There was “enthusiasm galore” and the city had never seen anything like it, Price, 91, said. Block after block of Jefferson featured vendors and entertainment stages filled with jazz, art, street theater, dance, and poetry slams. More than one dozen drill teams, bugle corps, and marching units promenaded down the street in the first Juneteenth Parade.

“Everybody came out feeling free and safe and happy and excited. That’s the way it’s been for all these years,” Price said. “We never had anything like it before, something that we did ourselves that has taken off.”

Buffalo was one of the first cities in the Northern United States to create a Juneteenth Festival, an event that continues to thrive 46 years later in Martin Luther King, Jr. Park. Earlier this week, five of the remaining members of the first festival’s organizing committee – Price, the Rev. Eugene Pierce, Gail Wells, Douglas Ruffin, and Roosevelt Wardlaw – gathered to recall their efforts to create Buffalo’s first Juneteenth Festival, and discuss the celebration’s ongoing legacy.

Five of the remaining members of Buffalo’s first Juneteenth Festival. From left, Judson Price, Douglas Ruffin, Gail Wells, Roosevelt Wardlaw, and the Rev. Eugene Pierce.

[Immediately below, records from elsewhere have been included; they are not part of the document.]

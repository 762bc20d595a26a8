use brrtdispatch::prelude::*;
use serde_json::json;

mod common;
use common::{body_of, dispatch, get};

fn echo_path(name: &'static str) -> Handler {
    Handler::sync(move |_| Ok(json!({ "route": name })))
}

fn service() -> Dispatcher {
    let mut d = Dispatcher::new();
    d.get("/pets", echo_path("list_pets")).unwrap();
    d.get(
        "/pets/{id}",
        echo_path("get_pet").param(Param::new("id", ParamType::Str)),
    )
    .unwrap();
    d.get("/pets/mine", echo_path("never_reached")).unwrap();
    d.post("/pets", echo_path("add_pet")).unwrap();
    d.put(
        "/users/{user_id}/posts/{post_id}",
        echo_path("put_post")
            .param(Param::new("user_id", ParamType::Int))
            .param(Param::new("post_id", ParamType::Str)),
    )
    .unwrap();
    d
}

#[test]
fn test_static_and_parameterized_routes() {
    let d = service();
    assert_eq!(body_of(&get(&d, "/pets"))["route"], "list_pets");
    assert_eq!(body_of(&get(&d, "/pets/12345"))["route"], "get_pet");
    assert_eq!(body_of(&get(&d, "/pets/"))["route"], "list_pets");
}

#[test]
fn test_earlier_pattern_shadows_later_literal() {
    let d = service();
    let res = get(&d, "/pets/mine");
    assert_eq!(res.status(), 200);
    assert_eq!(body_of(&res)["route"], "get_pet");
}

#[test]
fn test_unknown_path_is_404() {
    let d = service();
    let res = get(&d, "/does/not/exist");
    assert_eq!(res.status(), 404);
    assert_eq!(body_of(&res), json!({ "status": 404, "message": "Not Found" }));
}

#[test]
fn test_known_path_wrong_method_is_405_with_allow() {
    let d = service();
    let res = dispatch(&d, Request::builder(Method::DELETE, "/pets").build());
    assert_eq!(res.status(), 405);
    assert_eq!(res.header("allow"), Some("GET, POST"));
    assert_eq!(
        body_of(&res),
        json!({ "status": 405, "message": "Method Not Allowed" })
    );

    let res = dispatch(&d, Request::builder(Method::GET, "/users/1/posts/a").build());
    assert_eq!(res.status(), 405);
    assert_eq!(res.header("allow"), Some("PUT"));
}

#[test]
fn test_segment_count_must_match() {
    let d = service();
    assert_eq!(get(&d, "/pets/1/extra").status(), 404);
    assert_eq!(
        dispatch(&d, Request::builder(Method::PUT, "/users/1/posts").build()).status(),
        404
    );
}

#[test]
fn test_path_text_is_captured_verbatim() {
    let mut d = Dispatcher::new();
    d.get(
        "/files/{name}",
        Handler::sync(|args| Ok(args.str("name")?.to_string()))
            .param(Param::new("name", ParamType::Str)),
    )
    .unwrap();
    let res = get(&d, "/files/report%202024.txt");
    assert_eq!(body_of(&res), json!("report%202024.txt"));
}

Scheduling Buffalo’s first Juneteenth a few weeks before the nation’s bicentennial in 1976 was by design. The festival’s first program featured an excerpt from an 1852 speech by orator Frederick Douglass, who criticized the Fourth of July as a day that reminded enslaved people of “the gross injustice and cruelty to which he was a constant victim.”

“What to us is July Fourth? What do we have to celebrate?” asked Wells, echoing Douglass’ speech. “We had nothing to celebrate because we were not free.”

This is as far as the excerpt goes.